[Assignment]:
Search the records that follow and extract every line containing the string "struct".

[Data supplied]:
use std::env;
use std::time::Duration;

use auth::TokenStrategy;
use config::Config as ConfigBuilder;
use config::ConfigError;
use config::Environment;
use config::File;
use serde::Deserialize;

#[derive(Debug, Deserialize, Clone)]
pub struct Config {
    pub database: DatabaseConfig,
    pub server: ServerConfig,
    pub token: TokenConfig,
    pub password: PasswordConfig,
    pub cache: CacheConfig,
    pub audit: AuditConfig,
    #[serde(default)]
    pub cookie: CookieConfig,
}

#[derive(Debug, Deserialize, Clone)]
pub struct DatabaseConfig {
    pub url: String,
    #[serde(default = "default_max_connections")]
    pub max_connections: u32,
}

#[derive(Debug, Deserialize, Clone)]
pub struct ServerConfig {
    pub http_port: u16,
    #[serde(default = "default_request_timeout_secs")]
    pub request_timeout_secs: u64,
}

#[derive(Debug, Deserialize, Clone)]
pub struct TokenConfig {
    #[serde(default)]
    pub strategy: TokenStrategy,
    pub secret: String,
    pub access_token_ttl_minutes: i64,
    pub refresh_token_ttl_days: i64,
}

#[derive(Debug, Deserialize, Clone)]
pub struct PasswordConfig {
    pub secret: String,
}

#[derive(Debug, Deserialize, Clone)]
pub struct CacheConfig {
    pub enabled: bool,
    pub ttl_seconds: u64,
}

#[derive(Debug, Deserialize, Clone)]
pub struct AuditConfig {
    pub brokers: String,
    pub topic: String,
}

#[derive(Debug, Deserialize, Clone, Default)]
pub struct CookieConfig {
    /// Mark session cookies `Secure` (HTTPS only)
    #[serde(default)]
    pub secure: bool,
}

fn default_max_connections() -> u32 {
    5
}

fn default_request_timeout_secs() -> u64 {
    30
}

impl ServerConfig {
    pub fn request_timeout(&self) -> Duration {
        Duration::from_secs(self.request_timeout_secs)
    }
}

impl TokenConfig {
    /// Zero when out of range; `Config::validate` rejects such values.
    pub fn access_token_ttl(&self) -> chrono::Duration {
        chrono::Duration::try_minutes(self.access_token_ttl_minutes)
            .unwrap_or_else(chrono::Duration::zero)
    }

    /// Zero when out of range; `Config::validate` rejects such values.
    pub fn refresh_token_ttl(&self) -> chrono::Duration {
        chrono::Duration::try_days(self.refresh_token_ttl_days)
            .unwrap_or_else(chrono::Duration::zero)
    }

    fn validate(&self) -> Result<(), ConfigError> {
        if self.access_token_ttl_minutes <= 0
            || chrono::Duration::try_minutes(self.access_token_ttl_minutes).is_none()
        {
            return Err(ConfigError::Message(format!(
                "token.access_token_ttl_minutes must be a positive number of minutes, got {}",
                self.access_token_ttl_minutes
            )));
        }
        if self.refresh_token_ttl_days <= 0
            || chrono::Duration::try_days(self.refresh_token_ttl_days).is_none()
        {
            return Err(ConfigError::Message(format!(
                "token.refresh_token_ttl_days must be a positive number of days, got {}",
                self.refresh_token_ttl_days
            )));
        }
        Ok(())
    }
}

impl CacheConfig {
    pub fn ttl(&self) -> Duration {
        Duration::from_secs(self.ttl_seconds)
    }
}

impl Config {
    /// Load configuration from files with environment variable overrides
    ///
    /// Priority (highest to lowest):
    /// 1. Environment variables (DATABASE__URL, TOKEN__SECRET, etc.)
    /// 2. Environment-specific config file (config/{environment}.toml)
    /// 3. Default config file (config/default.toml)
    pub fn load() -> Result<Self, ConfigError> {
        let run_mode = env::var("RUN_MODE").unwrap_or_else(|_| "development".to_string());

        let configuration = ConfigBuilder::builder()
            .add_source(File::with_name("config/default").required(false))
            .add_source(File::with_name(&format!("config/{}", run_mode)).required(false))
            // Example: TOKEN__SECRET=... overrides token.secret
            .add_source(Environment::with_prefix("").separator("__"))
            .build()?;

        let config: Self = configuration.try_deserialize()?;
        config.validate()?;
        Ok(config)
    }

    /// Reject values that deserialize but cannot be used.
    ///
    /// # Errors
    /// * `ConfigError::Message` - A lifetime or timeout is zero, negative or out of range
    pub fn validate(&self) -> Result<(), ConfigError> {
        self.token.validate()?;

        if self.server.request_timeout_secs == 0 {
            return Err(ConfigError::Message(
                "server.request_timeout_secs must be positive".to_string(),
            ));
        }
        if self.cache.enabled && self.cache.ttl_seconds == 0 {
            return Err(ConfigError::Message(
                "cache.ttl_seconds must be positive when the cache is enabled".to_string(),
            ));
        }
        Ok(())
    }
}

[Result of this task]:
pub struct Config {
pub struct DatabaseConfig {
pub struct ServerConfig {
pub struct TokenConfig {
pub struct PasswordConfig {
pub struct CacheConfig {
pub struct AuditConfig {
pub struct CookieConfig {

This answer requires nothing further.